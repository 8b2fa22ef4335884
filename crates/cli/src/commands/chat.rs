use std::io::Write;
use std::sync::Arc;

use crate::commands::CommandResult;
use banter_agent::runtime::{AgentRuntime, TurnError, TurnEvent};
use banter_core::config::{AppConfig, LoadOptions};
use banter_core::domain::conversation::{ConversationId, UserId};
use banter_db::{connect_with_settings, migrations};

pub fn run(message: &str, conversation: &str, user: &str, stream: bool) -> CommandResult {
    let config = match AppConfig::load(LoadOptions::default()) {
        Ok(config) => config,
        Err(error) => {
            return CommandResult::failure(
                "chat",
                "config_validation",
                format!("configuration issue: {error}"),
                2,
            );
        }
    };

    let runtime = match tokio::runtime::Builder::new_current_thread().enable_all().build() {
        Ok(runtime) => runtime,
        Err(error) => {
            return CommandResult::failure(
                "chat",
                "runtime_init",
                format!("failed to initialize async runtime: {error}"),
                3,
            );
        }
    };

    let result = runtime.block_on(async {
        let pool = connect_with_settings(
            &config.database.url,
            config.database.max_connections,
            config.database.timeout_secs,
        )
        .await
        .map_err(|error| ("db_connectivity", error.to_string(), 4u8))?;
        migrations::run_pending(&pool)
            .await
            .map_err(|error| ("migration", error.to_string(), 5u8))?;

        let agent = Arc::new(
            AgentRuntime::from_config(&config, pool.clone())
                .map_err(|error| ("agent_init", error.to_string(), 6u8))?,
        );
        let conversation_id = ConversationId(conversation.to_string());
        let user_id = UserId(user.to_string());

        let reply = if stream {
            run_streaming(&agent, &conversation_id, &user_id, message).await?
        } else {
            agent
                .handle_message(&conversation_id, &user_id, message)
                .await
                .map(|message| message.content)
                .map_err(classify_turn_error)?
        };

        pool.close().await;
        Ok::<String, (&'static str, String, u8)>(reply)
    });

    match result {
        Ok(reply) => CommandResult::success("chat", reply),
        Err((error_class, message, exit_code)) => {
            CommandResult::failure("chat", error_class, message, exit_code)
        }
    }
}

/// Prints tokens to stdout as they arrive. The returned string is the status
/// line for the command envelope, not the reply itself.
async fn run_streaming(
    agent: &Arc<AgentRuntime>,
    conversation_id: &ConversationId,
    user_id: &UserId,
    message: &str,
) -> Result<String, (&'static str, String, u8)> {
    let mut events = Arc::clone(agent)
        .handle_message_stream(conversation_id, user_id, message)
        .await
        .map_err(classify_turn_error)?;

    let mut printed_any = false;
    loop {
        match events.recv().await {
            Some(TurnEvent::Token(token)) => {
                print!("{token}");
                let _ = std::io::stdout().flush();
                printed_any = true;
            }
            Some(TurnEvent::Completed(_)) => {
                if printed_any {
                    println!();
                }
                return Ok(format!(
                    "streamed reply stored for conversation `{}`",
                    conversation_id.0
                ));
            }
            Some(TurnEvent::Failed { message }) => {
                if printed_any {
                    println!();
                }
                return Err(("turn_failed", message, 8));
            }
            None => {
                if printed_any {
                    println!();
                }
                return Err((
                    "turn_failed",
                    "event stream ended before the reply was finalized".to_string(),
                    8,
                ));
            }
        }
    }
}

fn classify_turn_error(error: TurnError) -> (&'static str, String, u8) {
    match &error {
        TurnError::Exhausted(_) | TurnError::Fatal { .. } => {
            ("provider_unavailable", error.to_string(), 7)
        }
        _ => ("turn_failed", error.to_string(), 8),
    }
}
==*==
§ **Task**
Restate, word for word and with nothing added, the lines from the first line of the listing through the one where "AgentRuntime::from_config(&config, pool.clone())" stands.

§ **Output below**
repository 8b2fa22ef4335884
filename crates/cli/src/commands/chat.rs
use std::io::Write;
use std::sync::Arc;

use crate::commands::CommandResult;
use banter_agent::runtime::{AgentRuntime, TurnError, TurnEvent};
use banter_core::config::{AppConfig, LoadOptions};
use banter_core::domain::conversation::{ConversationId, UserId};
use banter_db::{connect_with_settings, migrations};

pub fn run(message: &str, conversation: &str, user: &str, stream: bool) -> CommandResult {
    let config = match AppConfig::load(LoadOptions::default()) {
        Ok(config) => config,
        Err(error) => {
            return CommandResult::failure(
                "chat",
                "config_validation",
                format!("configuration issue: {error}"),
                2,
            );
        }
    };

    let runtime = match tokio::runtime::Builder::new_current_thread().enable_all().build() {
        Ok(runtime) => runtime,
        Err(error) => {
            return CommandResult::failure(
                "chat",
                "runtime_init",
                format!("failed to initialize async runtime: {error}"),
                3,
            );
        }
    };

    let result = runtime.block_on(async {
        let pool = connect_with_settings(
            &config.database.url,
            config.database.max_connections,
            config.database.timeout_secs,
        )
        .await
        .map_err(|error| ("db_connectivity", error.to_string(), 4u8))?;
        migrations::run_pending(&pool)
            .await
            .map_err(|error| ("migration", error.to_string(), 5u8))?;

        let agent = Arc::new(
            AgentRuntime::from_config(&config, pool.clone())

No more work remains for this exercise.